Exercise objective: Each line of the entries below that includes "operators" belongs in your answer.

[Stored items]
——

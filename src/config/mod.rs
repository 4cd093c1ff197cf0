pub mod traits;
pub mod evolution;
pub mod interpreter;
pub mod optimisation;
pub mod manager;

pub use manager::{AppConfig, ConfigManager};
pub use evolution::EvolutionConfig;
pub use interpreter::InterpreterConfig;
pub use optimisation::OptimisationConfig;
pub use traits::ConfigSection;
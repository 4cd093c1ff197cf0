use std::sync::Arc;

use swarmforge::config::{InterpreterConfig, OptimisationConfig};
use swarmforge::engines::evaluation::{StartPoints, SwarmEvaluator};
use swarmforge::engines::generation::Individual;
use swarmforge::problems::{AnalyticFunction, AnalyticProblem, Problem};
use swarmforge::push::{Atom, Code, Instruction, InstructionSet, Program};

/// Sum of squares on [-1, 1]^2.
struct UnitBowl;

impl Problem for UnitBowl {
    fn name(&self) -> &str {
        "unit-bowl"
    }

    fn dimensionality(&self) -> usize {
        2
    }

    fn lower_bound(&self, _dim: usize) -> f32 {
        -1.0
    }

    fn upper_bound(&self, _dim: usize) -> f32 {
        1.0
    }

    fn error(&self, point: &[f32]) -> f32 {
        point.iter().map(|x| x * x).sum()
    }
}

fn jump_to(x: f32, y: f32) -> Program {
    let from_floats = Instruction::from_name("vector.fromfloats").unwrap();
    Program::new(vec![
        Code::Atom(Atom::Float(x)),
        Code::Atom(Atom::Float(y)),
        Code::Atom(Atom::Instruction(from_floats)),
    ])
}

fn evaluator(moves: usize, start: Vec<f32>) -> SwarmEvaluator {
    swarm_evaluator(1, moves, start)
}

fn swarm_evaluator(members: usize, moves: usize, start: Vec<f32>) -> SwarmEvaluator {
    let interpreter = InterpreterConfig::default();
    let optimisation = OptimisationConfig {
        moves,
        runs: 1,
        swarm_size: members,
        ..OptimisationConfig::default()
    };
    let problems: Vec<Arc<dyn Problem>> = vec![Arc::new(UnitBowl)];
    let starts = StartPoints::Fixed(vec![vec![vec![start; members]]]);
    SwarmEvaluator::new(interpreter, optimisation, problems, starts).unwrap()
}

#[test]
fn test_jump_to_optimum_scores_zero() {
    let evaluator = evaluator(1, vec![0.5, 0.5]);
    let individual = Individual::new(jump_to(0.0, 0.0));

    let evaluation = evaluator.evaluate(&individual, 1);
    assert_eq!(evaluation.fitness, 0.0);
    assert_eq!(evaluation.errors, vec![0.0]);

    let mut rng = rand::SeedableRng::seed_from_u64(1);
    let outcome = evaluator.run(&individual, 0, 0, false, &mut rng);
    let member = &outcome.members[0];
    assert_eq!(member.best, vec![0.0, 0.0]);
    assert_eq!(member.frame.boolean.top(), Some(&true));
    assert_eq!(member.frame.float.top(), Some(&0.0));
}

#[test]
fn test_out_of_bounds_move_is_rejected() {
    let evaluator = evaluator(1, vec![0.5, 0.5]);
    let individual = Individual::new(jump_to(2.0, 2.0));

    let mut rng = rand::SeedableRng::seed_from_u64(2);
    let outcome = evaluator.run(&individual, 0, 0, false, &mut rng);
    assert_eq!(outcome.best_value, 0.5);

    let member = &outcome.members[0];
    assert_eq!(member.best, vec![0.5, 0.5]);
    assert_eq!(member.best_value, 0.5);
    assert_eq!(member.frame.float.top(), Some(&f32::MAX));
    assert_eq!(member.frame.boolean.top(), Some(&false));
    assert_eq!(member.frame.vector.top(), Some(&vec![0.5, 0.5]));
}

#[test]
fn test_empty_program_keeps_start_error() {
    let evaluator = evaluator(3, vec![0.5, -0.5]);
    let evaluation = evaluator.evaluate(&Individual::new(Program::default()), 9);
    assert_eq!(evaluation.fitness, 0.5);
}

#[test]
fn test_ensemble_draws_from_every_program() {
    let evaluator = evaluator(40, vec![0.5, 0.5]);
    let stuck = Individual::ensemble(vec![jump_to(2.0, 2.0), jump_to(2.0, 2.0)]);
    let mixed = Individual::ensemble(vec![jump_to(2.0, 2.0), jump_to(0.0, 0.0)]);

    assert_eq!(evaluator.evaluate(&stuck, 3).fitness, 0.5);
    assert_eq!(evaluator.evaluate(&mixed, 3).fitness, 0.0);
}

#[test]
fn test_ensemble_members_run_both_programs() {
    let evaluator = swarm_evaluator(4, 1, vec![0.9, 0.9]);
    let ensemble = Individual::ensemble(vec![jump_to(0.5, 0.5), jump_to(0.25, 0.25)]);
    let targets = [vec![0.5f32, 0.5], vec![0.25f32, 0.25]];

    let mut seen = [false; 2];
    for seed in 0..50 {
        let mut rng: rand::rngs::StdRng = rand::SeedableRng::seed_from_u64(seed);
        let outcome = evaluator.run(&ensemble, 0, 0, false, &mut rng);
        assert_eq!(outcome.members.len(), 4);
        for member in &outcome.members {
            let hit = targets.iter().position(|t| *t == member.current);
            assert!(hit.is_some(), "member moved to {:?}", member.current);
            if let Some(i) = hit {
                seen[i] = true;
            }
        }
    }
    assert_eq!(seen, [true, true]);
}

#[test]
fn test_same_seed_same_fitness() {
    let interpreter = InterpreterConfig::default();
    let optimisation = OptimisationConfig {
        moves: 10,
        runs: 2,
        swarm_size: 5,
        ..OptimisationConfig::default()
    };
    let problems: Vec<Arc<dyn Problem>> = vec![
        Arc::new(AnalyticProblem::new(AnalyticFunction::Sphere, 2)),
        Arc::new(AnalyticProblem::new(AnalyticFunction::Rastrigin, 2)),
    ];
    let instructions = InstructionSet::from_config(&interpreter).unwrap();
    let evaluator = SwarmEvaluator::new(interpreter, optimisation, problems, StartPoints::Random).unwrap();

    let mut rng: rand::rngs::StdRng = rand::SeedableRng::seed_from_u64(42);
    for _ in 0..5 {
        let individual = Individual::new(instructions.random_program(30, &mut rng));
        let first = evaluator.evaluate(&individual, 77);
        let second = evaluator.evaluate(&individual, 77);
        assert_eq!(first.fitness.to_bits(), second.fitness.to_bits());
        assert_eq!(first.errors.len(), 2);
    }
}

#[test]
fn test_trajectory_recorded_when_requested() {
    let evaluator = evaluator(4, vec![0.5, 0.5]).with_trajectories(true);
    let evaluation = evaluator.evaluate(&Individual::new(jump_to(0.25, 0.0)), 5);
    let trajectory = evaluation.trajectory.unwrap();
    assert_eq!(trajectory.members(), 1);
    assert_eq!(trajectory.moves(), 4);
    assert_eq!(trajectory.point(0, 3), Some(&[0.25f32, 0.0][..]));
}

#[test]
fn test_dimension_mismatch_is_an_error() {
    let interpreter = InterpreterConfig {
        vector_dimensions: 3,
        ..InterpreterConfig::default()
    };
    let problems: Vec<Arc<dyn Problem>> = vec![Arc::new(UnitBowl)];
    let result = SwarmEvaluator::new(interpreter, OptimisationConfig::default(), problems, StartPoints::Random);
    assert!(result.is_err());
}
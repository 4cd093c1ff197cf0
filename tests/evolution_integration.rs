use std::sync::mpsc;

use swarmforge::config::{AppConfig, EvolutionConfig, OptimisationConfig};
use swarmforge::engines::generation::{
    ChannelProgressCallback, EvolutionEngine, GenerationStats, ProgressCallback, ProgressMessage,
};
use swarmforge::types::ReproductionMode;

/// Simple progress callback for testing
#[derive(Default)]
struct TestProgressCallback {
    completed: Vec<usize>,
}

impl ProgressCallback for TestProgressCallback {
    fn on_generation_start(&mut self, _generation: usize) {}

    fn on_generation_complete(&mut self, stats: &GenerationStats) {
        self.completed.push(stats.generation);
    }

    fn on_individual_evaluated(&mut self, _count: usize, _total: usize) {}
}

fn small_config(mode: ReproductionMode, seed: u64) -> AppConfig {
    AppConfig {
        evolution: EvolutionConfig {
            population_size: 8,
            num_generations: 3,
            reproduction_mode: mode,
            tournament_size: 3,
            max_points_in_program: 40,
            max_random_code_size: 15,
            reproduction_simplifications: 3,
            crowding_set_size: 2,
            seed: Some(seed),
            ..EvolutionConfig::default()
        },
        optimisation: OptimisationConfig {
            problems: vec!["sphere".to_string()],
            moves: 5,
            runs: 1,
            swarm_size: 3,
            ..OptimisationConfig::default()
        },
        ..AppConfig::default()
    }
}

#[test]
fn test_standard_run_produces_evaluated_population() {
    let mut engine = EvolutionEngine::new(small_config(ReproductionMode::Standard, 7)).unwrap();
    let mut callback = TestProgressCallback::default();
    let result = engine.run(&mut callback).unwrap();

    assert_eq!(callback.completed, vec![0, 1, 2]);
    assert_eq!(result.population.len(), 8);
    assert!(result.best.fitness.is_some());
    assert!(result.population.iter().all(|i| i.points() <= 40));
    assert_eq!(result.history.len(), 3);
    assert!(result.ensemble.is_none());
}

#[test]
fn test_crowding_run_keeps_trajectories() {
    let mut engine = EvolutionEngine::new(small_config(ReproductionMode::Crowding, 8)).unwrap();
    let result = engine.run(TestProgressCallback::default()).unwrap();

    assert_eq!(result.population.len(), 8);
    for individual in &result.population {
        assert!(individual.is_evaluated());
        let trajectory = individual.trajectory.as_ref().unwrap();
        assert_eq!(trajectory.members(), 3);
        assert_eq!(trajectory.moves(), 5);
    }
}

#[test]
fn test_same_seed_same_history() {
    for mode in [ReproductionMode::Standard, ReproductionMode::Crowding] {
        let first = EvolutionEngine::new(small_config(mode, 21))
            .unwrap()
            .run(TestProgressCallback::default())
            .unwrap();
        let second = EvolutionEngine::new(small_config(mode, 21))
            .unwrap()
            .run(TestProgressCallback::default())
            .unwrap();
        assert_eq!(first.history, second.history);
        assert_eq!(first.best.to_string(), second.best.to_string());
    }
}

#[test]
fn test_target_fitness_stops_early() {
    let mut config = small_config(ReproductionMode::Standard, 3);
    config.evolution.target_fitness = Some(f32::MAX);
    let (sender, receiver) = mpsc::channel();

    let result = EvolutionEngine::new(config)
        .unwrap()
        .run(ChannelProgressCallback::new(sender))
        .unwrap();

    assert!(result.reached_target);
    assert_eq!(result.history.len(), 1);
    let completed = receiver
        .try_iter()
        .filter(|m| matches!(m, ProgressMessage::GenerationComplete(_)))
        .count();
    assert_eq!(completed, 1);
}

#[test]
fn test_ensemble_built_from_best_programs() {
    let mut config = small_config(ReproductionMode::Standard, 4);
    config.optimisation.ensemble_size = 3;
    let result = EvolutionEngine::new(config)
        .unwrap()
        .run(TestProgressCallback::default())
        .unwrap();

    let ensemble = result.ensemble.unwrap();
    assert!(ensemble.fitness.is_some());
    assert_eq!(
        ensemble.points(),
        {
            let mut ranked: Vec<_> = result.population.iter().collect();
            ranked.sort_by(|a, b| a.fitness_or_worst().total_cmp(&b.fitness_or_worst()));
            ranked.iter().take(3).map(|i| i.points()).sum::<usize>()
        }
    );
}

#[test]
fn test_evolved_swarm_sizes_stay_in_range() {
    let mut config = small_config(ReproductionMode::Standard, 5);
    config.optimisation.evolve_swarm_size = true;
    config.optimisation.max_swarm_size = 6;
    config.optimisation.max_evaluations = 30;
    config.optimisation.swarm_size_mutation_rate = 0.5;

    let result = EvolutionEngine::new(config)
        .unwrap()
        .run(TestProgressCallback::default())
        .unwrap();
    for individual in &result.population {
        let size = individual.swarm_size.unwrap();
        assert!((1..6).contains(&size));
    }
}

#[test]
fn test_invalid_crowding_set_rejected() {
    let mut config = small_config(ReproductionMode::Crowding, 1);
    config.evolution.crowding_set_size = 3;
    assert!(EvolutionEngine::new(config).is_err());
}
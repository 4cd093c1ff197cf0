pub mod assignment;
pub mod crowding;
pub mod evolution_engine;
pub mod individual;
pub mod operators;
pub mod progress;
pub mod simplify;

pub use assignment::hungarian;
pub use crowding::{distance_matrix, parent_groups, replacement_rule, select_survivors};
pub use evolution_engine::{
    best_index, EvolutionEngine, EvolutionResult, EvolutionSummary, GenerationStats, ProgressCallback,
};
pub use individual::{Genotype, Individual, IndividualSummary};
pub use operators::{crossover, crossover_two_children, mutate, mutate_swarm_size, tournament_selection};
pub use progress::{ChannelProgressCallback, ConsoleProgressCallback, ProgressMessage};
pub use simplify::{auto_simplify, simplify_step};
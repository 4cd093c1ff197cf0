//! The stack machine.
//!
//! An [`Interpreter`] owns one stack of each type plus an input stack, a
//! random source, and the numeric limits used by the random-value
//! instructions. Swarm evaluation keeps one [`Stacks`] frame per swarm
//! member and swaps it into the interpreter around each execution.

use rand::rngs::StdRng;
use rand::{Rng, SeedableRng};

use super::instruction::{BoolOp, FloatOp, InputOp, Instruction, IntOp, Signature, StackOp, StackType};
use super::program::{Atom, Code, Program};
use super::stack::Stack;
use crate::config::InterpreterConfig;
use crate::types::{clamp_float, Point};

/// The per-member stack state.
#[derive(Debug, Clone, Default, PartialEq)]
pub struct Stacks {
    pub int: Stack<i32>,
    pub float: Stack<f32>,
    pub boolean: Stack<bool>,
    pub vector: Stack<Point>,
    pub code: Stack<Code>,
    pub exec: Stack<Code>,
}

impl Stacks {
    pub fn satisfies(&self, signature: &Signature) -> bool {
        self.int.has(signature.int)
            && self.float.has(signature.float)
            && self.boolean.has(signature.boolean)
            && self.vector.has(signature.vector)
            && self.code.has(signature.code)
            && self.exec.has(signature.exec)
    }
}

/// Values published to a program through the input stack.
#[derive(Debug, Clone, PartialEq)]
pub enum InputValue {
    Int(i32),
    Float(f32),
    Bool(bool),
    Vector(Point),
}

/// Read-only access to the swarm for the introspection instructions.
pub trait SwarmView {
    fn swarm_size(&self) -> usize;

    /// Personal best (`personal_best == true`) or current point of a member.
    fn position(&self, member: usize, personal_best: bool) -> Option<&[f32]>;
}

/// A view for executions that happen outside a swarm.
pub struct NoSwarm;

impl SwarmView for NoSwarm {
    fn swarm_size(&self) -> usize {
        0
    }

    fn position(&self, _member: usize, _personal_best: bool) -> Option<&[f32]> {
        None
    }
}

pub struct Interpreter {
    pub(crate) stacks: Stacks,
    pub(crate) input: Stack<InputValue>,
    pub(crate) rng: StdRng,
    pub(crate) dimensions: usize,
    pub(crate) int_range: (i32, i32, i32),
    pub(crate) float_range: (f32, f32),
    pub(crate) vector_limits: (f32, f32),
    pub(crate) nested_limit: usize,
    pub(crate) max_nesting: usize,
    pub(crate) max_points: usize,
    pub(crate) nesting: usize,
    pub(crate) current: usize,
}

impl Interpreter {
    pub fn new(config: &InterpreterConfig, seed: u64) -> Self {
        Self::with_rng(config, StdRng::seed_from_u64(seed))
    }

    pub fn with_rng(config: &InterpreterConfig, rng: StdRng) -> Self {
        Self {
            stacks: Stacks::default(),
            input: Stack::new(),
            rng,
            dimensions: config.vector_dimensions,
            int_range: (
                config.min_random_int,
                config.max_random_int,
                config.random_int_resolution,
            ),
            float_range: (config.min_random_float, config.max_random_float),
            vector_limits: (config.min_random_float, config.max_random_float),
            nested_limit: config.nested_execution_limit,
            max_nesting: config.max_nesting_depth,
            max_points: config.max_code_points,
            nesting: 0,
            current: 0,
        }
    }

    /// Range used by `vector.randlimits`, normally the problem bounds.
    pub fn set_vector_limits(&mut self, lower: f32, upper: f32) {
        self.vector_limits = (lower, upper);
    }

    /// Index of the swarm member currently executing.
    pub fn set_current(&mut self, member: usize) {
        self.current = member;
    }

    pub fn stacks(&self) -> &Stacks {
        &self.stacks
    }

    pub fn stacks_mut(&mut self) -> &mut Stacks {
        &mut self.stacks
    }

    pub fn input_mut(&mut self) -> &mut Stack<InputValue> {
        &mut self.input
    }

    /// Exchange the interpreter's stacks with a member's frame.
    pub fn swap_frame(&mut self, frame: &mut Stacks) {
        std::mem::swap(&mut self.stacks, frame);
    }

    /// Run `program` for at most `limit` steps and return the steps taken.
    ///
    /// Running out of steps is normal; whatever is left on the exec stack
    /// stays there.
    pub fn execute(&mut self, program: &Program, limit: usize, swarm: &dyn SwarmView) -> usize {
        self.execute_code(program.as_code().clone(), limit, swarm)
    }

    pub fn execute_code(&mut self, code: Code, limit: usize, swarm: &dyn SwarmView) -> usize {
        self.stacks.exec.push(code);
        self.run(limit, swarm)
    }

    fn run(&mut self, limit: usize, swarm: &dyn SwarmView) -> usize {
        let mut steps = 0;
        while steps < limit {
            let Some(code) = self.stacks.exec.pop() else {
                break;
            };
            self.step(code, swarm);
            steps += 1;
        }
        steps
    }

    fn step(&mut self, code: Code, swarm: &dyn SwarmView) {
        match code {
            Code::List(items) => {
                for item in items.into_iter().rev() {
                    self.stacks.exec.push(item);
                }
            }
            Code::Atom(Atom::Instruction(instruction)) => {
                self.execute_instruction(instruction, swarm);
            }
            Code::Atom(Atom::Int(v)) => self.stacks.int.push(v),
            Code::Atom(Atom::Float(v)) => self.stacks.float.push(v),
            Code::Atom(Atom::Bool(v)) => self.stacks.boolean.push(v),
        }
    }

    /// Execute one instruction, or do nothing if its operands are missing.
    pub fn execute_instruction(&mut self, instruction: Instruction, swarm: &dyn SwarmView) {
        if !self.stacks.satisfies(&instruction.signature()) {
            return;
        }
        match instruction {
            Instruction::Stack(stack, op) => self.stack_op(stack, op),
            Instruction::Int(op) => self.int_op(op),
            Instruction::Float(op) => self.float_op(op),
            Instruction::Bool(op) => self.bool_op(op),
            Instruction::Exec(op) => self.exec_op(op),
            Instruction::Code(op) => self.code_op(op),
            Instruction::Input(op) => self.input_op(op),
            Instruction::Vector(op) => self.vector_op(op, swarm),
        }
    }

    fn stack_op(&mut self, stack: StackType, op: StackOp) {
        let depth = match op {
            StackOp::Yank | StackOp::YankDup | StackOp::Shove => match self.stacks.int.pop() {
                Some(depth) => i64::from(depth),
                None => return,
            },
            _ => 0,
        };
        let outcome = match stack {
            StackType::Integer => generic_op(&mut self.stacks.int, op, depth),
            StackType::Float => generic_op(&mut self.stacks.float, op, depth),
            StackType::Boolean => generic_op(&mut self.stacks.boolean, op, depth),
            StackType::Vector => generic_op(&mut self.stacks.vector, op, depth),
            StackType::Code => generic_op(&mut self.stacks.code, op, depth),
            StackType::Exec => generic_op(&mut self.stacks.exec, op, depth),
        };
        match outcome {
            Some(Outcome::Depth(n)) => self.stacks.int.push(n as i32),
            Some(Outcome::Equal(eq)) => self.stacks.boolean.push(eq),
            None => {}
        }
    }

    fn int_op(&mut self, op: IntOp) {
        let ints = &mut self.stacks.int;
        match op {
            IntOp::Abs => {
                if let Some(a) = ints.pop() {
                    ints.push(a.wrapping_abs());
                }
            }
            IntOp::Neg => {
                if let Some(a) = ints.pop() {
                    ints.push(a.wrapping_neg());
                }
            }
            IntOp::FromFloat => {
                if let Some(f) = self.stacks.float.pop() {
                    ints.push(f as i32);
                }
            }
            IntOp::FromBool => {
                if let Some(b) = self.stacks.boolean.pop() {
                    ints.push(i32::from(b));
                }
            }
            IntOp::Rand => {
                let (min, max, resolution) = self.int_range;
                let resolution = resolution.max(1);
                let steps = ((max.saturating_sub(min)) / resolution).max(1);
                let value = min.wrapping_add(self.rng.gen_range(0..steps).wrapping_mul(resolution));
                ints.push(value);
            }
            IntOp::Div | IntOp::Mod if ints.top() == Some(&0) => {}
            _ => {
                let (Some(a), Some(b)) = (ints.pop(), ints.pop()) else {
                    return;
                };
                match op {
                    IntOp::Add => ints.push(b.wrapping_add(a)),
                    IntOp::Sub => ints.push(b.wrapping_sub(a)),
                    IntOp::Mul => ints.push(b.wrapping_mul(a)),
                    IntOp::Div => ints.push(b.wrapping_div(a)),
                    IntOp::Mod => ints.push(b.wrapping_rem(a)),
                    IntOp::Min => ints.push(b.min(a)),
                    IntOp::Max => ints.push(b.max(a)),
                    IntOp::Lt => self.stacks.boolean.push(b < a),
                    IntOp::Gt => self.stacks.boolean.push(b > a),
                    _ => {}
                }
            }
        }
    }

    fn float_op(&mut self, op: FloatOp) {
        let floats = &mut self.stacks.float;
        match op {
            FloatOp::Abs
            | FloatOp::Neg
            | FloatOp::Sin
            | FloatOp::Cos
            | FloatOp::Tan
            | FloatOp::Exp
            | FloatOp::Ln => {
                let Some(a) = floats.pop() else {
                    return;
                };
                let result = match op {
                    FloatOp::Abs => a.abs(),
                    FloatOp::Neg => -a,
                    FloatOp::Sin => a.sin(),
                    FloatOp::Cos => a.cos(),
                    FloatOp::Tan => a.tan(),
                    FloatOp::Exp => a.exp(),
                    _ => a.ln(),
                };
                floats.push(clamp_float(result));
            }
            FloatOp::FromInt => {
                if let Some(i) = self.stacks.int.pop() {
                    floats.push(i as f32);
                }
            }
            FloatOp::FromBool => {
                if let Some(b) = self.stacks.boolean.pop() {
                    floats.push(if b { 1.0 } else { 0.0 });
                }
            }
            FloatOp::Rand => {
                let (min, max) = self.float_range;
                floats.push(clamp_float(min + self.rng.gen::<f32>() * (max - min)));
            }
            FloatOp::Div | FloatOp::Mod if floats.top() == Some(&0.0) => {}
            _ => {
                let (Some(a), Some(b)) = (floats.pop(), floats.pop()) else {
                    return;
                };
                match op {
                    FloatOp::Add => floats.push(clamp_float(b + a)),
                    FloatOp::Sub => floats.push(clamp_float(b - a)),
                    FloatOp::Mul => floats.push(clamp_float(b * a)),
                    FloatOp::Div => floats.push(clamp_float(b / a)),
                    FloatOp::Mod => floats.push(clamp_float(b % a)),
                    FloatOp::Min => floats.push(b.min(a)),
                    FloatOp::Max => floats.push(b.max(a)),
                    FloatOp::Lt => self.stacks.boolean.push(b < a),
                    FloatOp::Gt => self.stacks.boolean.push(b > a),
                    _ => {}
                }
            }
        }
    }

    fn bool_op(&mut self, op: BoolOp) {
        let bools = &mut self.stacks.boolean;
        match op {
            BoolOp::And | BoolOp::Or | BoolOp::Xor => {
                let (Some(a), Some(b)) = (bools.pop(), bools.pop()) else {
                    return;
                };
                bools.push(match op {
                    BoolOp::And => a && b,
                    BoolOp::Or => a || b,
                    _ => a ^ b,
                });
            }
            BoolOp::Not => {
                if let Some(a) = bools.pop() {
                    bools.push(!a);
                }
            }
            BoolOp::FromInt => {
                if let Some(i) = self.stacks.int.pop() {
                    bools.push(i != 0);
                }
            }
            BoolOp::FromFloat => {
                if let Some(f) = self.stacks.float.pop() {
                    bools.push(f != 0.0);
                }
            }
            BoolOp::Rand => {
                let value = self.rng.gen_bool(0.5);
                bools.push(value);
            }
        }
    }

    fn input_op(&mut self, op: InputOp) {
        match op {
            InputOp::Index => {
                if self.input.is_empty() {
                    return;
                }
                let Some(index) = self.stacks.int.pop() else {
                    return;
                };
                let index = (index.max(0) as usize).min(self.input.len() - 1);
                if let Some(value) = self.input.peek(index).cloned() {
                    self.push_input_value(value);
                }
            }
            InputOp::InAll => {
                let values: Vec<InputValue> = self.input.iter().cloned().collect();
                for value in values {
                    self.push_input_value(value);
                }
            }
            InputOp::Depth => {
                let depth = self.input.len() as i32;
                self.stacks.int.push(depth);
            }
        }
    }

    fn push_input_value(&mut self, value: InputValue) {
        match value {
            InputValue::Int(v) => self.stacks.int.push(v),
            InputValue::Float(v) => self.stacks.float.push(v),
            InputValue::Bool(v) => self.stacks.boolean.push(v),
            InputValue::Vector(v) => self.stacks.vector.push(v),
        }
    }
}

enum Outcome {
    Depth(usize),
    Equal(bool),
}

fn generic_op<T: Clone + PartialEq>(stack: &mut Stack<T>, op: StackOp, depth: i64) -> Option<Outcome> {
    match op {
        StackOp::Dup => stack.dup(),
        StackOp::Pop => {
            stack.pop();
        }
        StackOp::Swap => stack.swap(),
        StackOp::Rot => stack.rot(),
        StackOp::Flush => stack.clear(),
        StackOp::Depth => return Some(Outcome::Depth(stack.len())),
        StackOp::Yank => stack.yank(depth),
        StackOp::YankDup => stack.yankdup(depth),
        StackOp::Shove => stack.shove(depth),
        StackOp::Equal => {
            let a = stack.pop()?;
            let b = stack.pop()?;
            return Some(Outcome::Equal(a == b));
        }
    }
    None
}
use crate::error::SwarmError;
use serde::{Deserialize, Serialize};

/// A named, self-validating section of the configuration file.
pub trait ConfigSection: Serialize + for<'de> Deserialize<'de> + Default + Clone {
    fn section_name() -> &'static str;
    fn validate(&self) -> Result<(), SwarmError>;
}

——

Output for this task:
pub mod operators;
pub use operators::{crossover, crossover_two_children, mutate, mutate_swarm_size, tournament_selection};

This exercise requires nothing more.